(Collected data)
============
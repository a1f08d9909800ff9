//! 2D convolution.

use super::{input_coord, FeatureIndexer, Layout, Padding};
use crate::graph::{Activation, FeatureShape, KernelShape};

#[derive(Debug, Clone, Copy, PartialEq)]
pub struct Conv2DGeometry {
    pub input: FeatureShape,
    pub kernel: KernelShape,
    pub output: FeatureShape,
    pub stride_h: usize,
    pub stride_w: usize,
    pub padding: Padding,
}

/// Direct convolution.
///
/// `weights` follow `layout` too: OHWI for NHWC, OIHW for NCHW.
pub fn conv2d(
    geometry: &Conv2DGeometry,
    layout: Layout,
    input: &[f32],
    weights: &[f32],
    bias: &[f32],
    activation: Activation,
    output: &mut [f32],
) {
    let g = geometry;
    let src = FeatureIndexer::new(g.input, layout);
    let ker = FeatureIndexer::new(
        FeatureShape {
            n: g.kernel.n,
            h: g.kernel.h,
            w: g.kernel.w,
            c: g.kernel.c,
        },
        layout,
    );
    let dst = FeatureIndexer::new(g.output, layout);

    for n in 0..g.output.n {
        for oh in 0..g.output.h {
            for ow in 0..g.output.w {
                for oc in 0..g.output.c {
                    let mut acc = bias[oc];
                    for kh in 0..g.kernel.h {
                        let Some(ih) = input_coord(oh, g.stride_h, kh, g.padding.top, g.input.h) else {
                            continue;
                        };
                        for kw in 0..g.kernel.w {
                            let Some(iw) = input_coord(ow, g.stride_w, kw, g.padding.left, g.input.w)
                            else {
                                continue;
                            };
                            for ic in 0..g.input.c {
                                acc += input[src.offset(n, ih, iw, ic)]
                                    * weights[ker.offset(oc, kh, kw, ic)];
                            }
                        }
                    }
                    output[dst.offset(n, oh, ow, oc)] = activation.apply(acc);
                }
            }
        }
    }
}

#[cfg(test)]
mod tests {
    use super::*;

    fn fs(n: usize, h: usize, w: usize, c: usize) -> FeatureShape {
        FeatureShape { n, h, w, c }
    }

    #[test]
    fn test_3x3_valid_sums_window() {
        let geometry = Conv2DGeometry {
            input: fs(1, 3, 3, 1),
            kernel: KernelShape { n: 1, h: 3, w: 3, c: 1 },
            output: fs(1, 1, 1, 1),
            stride_h: 1,
            stride_w: 1,
            padding: Padding::default(),
        };
        let input: Vec<f32> = (1..=9).map(|v| v as f32).collect();
        let mut out = [0.0];
        conv2d(&geometry, Layout::Nhwc, &input, &[1.0; 9], &[0.5], Activation::None, &mut out);
        assert_eq!(out[0], 45.5);
    }

    #[test]
    fn test_same_padding_corner_sees_four_taps() {
        let geometry = Conv2DGeometry {
            input: fs(1, 3, 3, 1),
            kernel: KernelShape { n: 1, h: 3, w: 3, c: 1 },
            output: fs(1, 3, 3, 1),
            stride_h: 1,
            stride_w: 1,
            padding: Padding { top: 1, bottom: 1, left: 1, right: 1 },
        };
        let mut out = [0.0; 9];
        conv2d(&geometry, Layout::Nchw, &[1.0; 9], &[1.0; 9], &[0.0], Activation::None, &mut out);
        assert_eq!(out, [4.0, 6.0, 4.0, 6.0, 9.0, 6.0, 4.0, 6.0, 4.0]);
    }

    #[test]
    fn test_fused_relu() {
        let geometry = Conv2DGeometry {
            input: fs(1, 1, 1, 2),
            kernel: KernelShape { n: 2, h: 1, w: 1, c: 2 },
            output: fs(1, 1, 1, 2),
            stride_h: 1,
            stride_w: 1,
            padding: Padding::default(),
        };
        let mut out = [0.0; 2];
        // out0 = 1*1 + 2*1, out1 = -(1*1 + 2*1)
        conv2d(
            &geometry,
            Layout::Nhwc,
            &[1.0, 2.0],
            &[1.0, 1.0, -1.0, -1.0],
            &[0.0, 0.0],
            Activation::Relu,
            &mut out,
        );
        assert_eq!(out, [3.0, 0.0]);
    }
}
//! Accumulates planner output and turns it into a [`Plan`].

use std::collections::BTreeMap;

use super::plan::{ExecutionBuilder, Plan};
use crate::backend::{Initializer, ShapeConstraints, Stage, TensorBuilder, TensorInfo};
use crate::error::{AllocationError, ForgeResult};
use crate::graph::{Model, OperandIndex};

#[derive(Debug, Default)]
pub struct PlanBuilder {
    constraints: ShapeConstraints,
    initializers: BTreeMap<OperandIndex, Box<dyn Initializer>>,
    stages: Vec<Box<dyn Stage>>,
}

impl PlanBuilder {
    pub fn new() -> Self {
        Self::default()
    }

    /// Record the tensor shape of `index`. Re-recording the same shape is
    /// allowed; a different shape is an error.
    pub fn add_shape_constraint(&mut self, index: OperandIndex, info: TensorInfo) -> ForgeResult<()> {
        if let Some(existing) = self.constraints.get(&index) {
            if existing.shape != info.shape {
                return Err(AllocationError::InconsistentShapeConstraint {
                    index,
                    existing: existing.shape.dims().to_vec(),
                    requested: info.shape.dims().to_vec(),
                }
                .into());
            }
        }
        self.constraints.insert(index, info);
        Ok(())
    }

    pub fn add_initializer(&mut self, index: OperandIndex, initializer: Box<dyn Initializer>) {
        if self.initializers.insert(index, initializer).is_some() {
            tracing::trace!(operand = %index, "replaced initializer");
        }
    }

    pub fn add_stage(&mut self, stage: Box<dyn Stage>) {
        self.stages.push(stage);
    }

    pub fn constraints(&self) -> &ShapeConstraints {
        &self.constraints
    }

    pub fn stage_count(&self) -> usize {
        self.stages.len()
    }

    pub fn initializer_count(&self) -> usize {
        self.initializers.len()
    }

    /// Prepare and allocate every tensor builder, bind stages to tensors,
    /// then fill constants into every tensor created for them.
    pub fn finalize(self, model: Model, mut tensor_builders: Vec<Box<dyn TensorBuilder>>) -> ForgeResult<Plan> {
        for builder in tensor_builders.iter_mut() {
            builder.prepare(&self.constraints)?;
        }
        for builder in tensor_builders.iter_mut() {
            builder.allocate()?;
        }

        let mut execution = ExecutionBuilder::new(&mut tensor_builders);
        for stage in &self.stages {
            stage.apply(&mut execution)?;
        }
        let runnables = execution.into_runnables();

        let plan = Plan::new(model, tensor_builders, runnables)?;
        for (index, initializer) in &self.initializers {
            for tensor in plan.tensors(*index) {
                initializer.initialize(tensor.as_ref())?;
            }
        }
        plan.synchronize()?;

        tracing::info!(
            stages = self.stages.len(),
            runnables = plan.runnables().len(),
            constants = self.initializers.len(),
            backends = ?plan.backends(),
            "plan finalized"
        );
        Ok(plan)
    }
}
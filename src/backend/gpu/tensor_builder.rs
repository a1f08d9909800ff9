use std::sync::Arc;

use super::device::GpuDevice;
use super::tensor::GpuTensor;
use crate::backend::builder::BuilderState;
use crate::backend::{ShapeConstraints, Tensor, TensorBuilder, TensorBuilderStats, TensorInfo};
use crate::error::ForgeResult;
use crate::graph::OperandIndex;

#[derive(Debug)]
pub struct GpuTensorBuilder {
    device: Arc<GpuDevice>,
    state: BuilderState<GpuTensor>,
}

impl GpuTensorBuilder {
    pub fn new(backend: impl Into<String>, device: Arc<GpuDevice>) -> Self {
        Self {
            device,
            state: BuilderState::new(backend),
        }
    }
}

impl TensorBuilder for GpuTensorBuilder {
    fn backend(&self) -> &str {
        self.state.backend()
    }

    fn mark(&mut self, index: OperandIndex) -> ForgeResult<()> {
        self.state.mark(index)
    }

    fn prepare(&mut self, constraints: &ShapeConstraints) -> ForgeResult<()> {
        let backend = self.state.backend().to_string();
        let device = Arc::clone(&self.device);
        self.state.prepare(constraints, |_, info| {
            Ok(GpuTensor::new(backend.clone(), Arc::clone(&device), info.clone()))
        })
    }

    fn allocate(&mut self) -> ForgeResult<()> {
        self.state.allocate(GpuTensor::allocate)
    }

    fn at(&self, index: OperandIndex) -> ForgeResult<Arc<dyn Tensor>> {
        self.state.at(index)
    }

    fn scratch(&mut self, info: TensorInfo) -> ForgeResult<Arc<dyn Tensor>> {
        let tensor = GpuTensor::new(self.state.backend(), Arc::clone(&self.device), info);
        Ok(self.state.scratch(tensor, GpuTensor::allocate)? as Arc<dyn Tensor>)
    }

    fn marked(&self) -> Vec<OperandIndex> {
        self.state.marked()
    }

    fn synchronize(&self) -> ForgeResult<()> {
        self.device.synchronize()
    }

    fn stats(&self) -> TensorBuilderStats {
        self.state.stats()
    }
}
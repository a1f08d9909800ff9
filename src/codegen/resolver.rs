//! Backend selection per operation.
//!
//! A global override wins over a per-kind override, which wins over the
//! default backend. Overrides come from the environment
//! (`OP_BACKEND_ALLOPS`, `OP_BACKEND_<NNAPI_NAME>`) or are set directly;
//! the value `none` leaves a key unset.

use std::collections::HashMap;

use serde::{Deserialize, Serialize};

use crate::backend::BackendRegistry;
use crate::config::DEFAULT_BACKEND;
use crate::error::{ForgeResult, ResolutionError};
use crate::graph::{LowerInfo, Model, OpKind};

const ENV_PREFIX: &str = "OP_BACKEND_";
const ALL_OPS_KEY: &str = "ALLOPS";
const UNSET: &str = "none";

#[derive(Debug, Clone, PartialEq, Eq, Serialize, Deserialize)]
pub struct BackendPolicy {
    pub all_ops: Option<String>,
    pub per_op: HashMap<OpKind, String>,
    pub default_backend: String,
}

impl Default for BackendPolicy {
    fn default() -> Self {
        Self {
            all_ops: None,
            per_op: HashMap::new(),
            default_backend: DEFAULT_BACKEND.to_string(),
        }
    }
}

impl BackendPolicy {
    pub fn new() -> Self {
        Self::default()
    }

    /// Overrides read from `OP_BACKEND_*` variables.
    pub fn from_env() -> Self {
        let keys = std::iter::once(ALL_OPS_KEY).chain(OpKind::ALL.iter().map(|kind| kind.name()));
        let pairs = keys.filter_map(|key| {
            std::env::var(format!("{}{}", ENV_PREFIX, key))
                .ok()
                .map(|value| (key.to_string(), value))
        });
        Self::from_pairs(pairs)
    }

    /// Overrides from `(key, backend)` pairs, where the key is `ALLOPS` or
    /// an NNAPI operation name, optionally prefixed with `OP_BACKEND_`.
    /// Unknown keys are ignored with a warning.
    pub fn from_pairs<I, K, V>(pairs: I) -> Self
    where
        I: IntoIterator<Item = (K, V)>,
        K: AsRef<str>,
        V: AsRef<str>,
    {
        let mut policy = Self::default();
        for (key, value) in pairs {
            let key = key.as_ref().trim();
            let key = key.strip_prefix(ENV_PREFIX).unwrap_or(key);
            let value = match parse_value(value.as_ref()) {
                Some(value) => value,
                None => continue,
            };
            if key == ALL_OPS_KEY {
                policy.all_ops = Some(value);
            } else if let Some(kind) = OpKind::from_name(key) {
                policy.per_op.insert(kind, value);
            } else {
                tracing::warn!(key, "ignoring backend override for unknown operation");
            }
        }
        policy
    }

    pub fn with_all_ops(mut self, backend: impl Into<String>) -> Self {
        self.all_ops = Some(backend.into());
        self
    }

    pub fn with_op(mut self, kind: OpKind, backend: impl Into<String>) -> Self {
        self.per_op.insert(kind, backend.into());
        self
    }

    pub fn with_default_backend(mut self, backend: impl Into<String>) -> Self {
        self.default_backend = backend.into();
        self
    }

    /// Backend id chosen for `kind`.
    pub fn backend_for(&self, kind: OpKind) -> &str {
        self.all_ops
            .as_deref()
            .or_else(|| self.per_op.get(&kind).map(String::as_str))
            .unwrap_or(&self.default_backend)
    }
}

fn parse_value(value: &str) -> Option<String> {
    let value = value.trim();
    if value.is_empty() || value.eq_ignore_ascii_case(UNSET) {
        None
    } else {
        Some(value.to_string())
    }
}

pub struct BackendResolver<'r> {
    registry: &'r BackendRegistry,
    policy: BackendPolicy,
}

impl<'r> BackendResolver<'r> {
    pub fn new(registry: &'r BackendRegistry, policy: BackendPolicy) -> Self {
        Self { registry, policy }
    }

    pub fn policy(&self) -> &BackendPolicy {
        &self.policy
    }

    /// One assignment per operation, in operation index order.
    pub fn resolve(&self, model: &Model) -> ForgeResult<Vec<LowerInfo>> {
        model
            .operations()
            .map(|(index, op)| {
                let kind = op.kind();
                let id = self.policy.backend_for(kind);
                let backend = self.registry.lookup(id)?;
                if !backend.config().supports(kind) {
                    return Err(ResolutionError::UnresolvedOperation { kind }.into());
                }
                tracing::debug!(operation = %index, %kind, backend = id, "resolved backend");
                Ok(LowerInfo::new(id, backend.config().layout()))
            })
            .collect()
    }
}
============
[What is expected]
Only the lines above starting at the one containing "let src = FeatureIndexer::new(g.input, layout);" and ending at the one containing "conv2d(&geometry, Layout::Nhwc, &input, &[1.0;", both included, are to be returned, exactly as they read.

[Reply to the exercise]
    let src = FeatureIndexer::new(g.input, layout);
    let ker = FeatureIndexer::new(
        FeatureShape {
            n: g.kernel.n,
            h: g.kernel.h,
            w: g.kernel.w,
            c: g.kernel.c,
        },
        layout,
    );
    let dst = FeatureIndexer::new(g.output, layout);

    for n in 0..g.output.n {
        for oh in 0..g.output.h {
            for ow in 0..g.output.w {
                for oc in 0..g.output.c {
                    let mut acc = bias[oc];
                    for kh in 0..g.kernel.h {
                        let Some(ih) = input_coord(oh, g.stride_h, kh, g.padding.top, g.input.h) else {
                            continue;
                        };
                        for kw in 0..g.kernel.w {
                            let Some(iw) = input_coord(ow, g.stride_w, kw, g.padding.left, g.input.w)
                            else {
                                continue;
                            };
                            for ic in 0..g.input.c {
                                acc += input[src.offset(n, ih, iw, ic)]
                                    * weights[ker.offset(oc, kh, kw, ic)];
                            }
                        }
                    }
                    output[dst.offset(n, oh, ow, oc)] = activation.apply(acc);
                }
            }
        }
    }
}

#[cfg(test)]
mod tests {
    use super::*;

    fn fs(n: usize, h: usize, w: usize, c: usize) -> FeatureShape {
        FeatureShape { n, h, w, c }
    }

    #[test]
    fn test_3x3_valid_sums_window() {
        let geometry = Conv2DGeometry {
            input: fs(1, 3, 3, 1),
            kernel: KernelShape { n: 1, h: 3, w: 3, c: 1 },
            output: fs(1, 1, 1, 1),
            stride_h: 1,
            stride_w: 1,
            padding: Padding::default(),
        };
        let input: Vec<f32> = (1..=9).map(|v| v as f32).collect();
        let mut out = [0.0];
        conv2d(&geometry, Layout::Nhwc, &input, &[1.0; 9], &[0.5], Activation::None, &mut out);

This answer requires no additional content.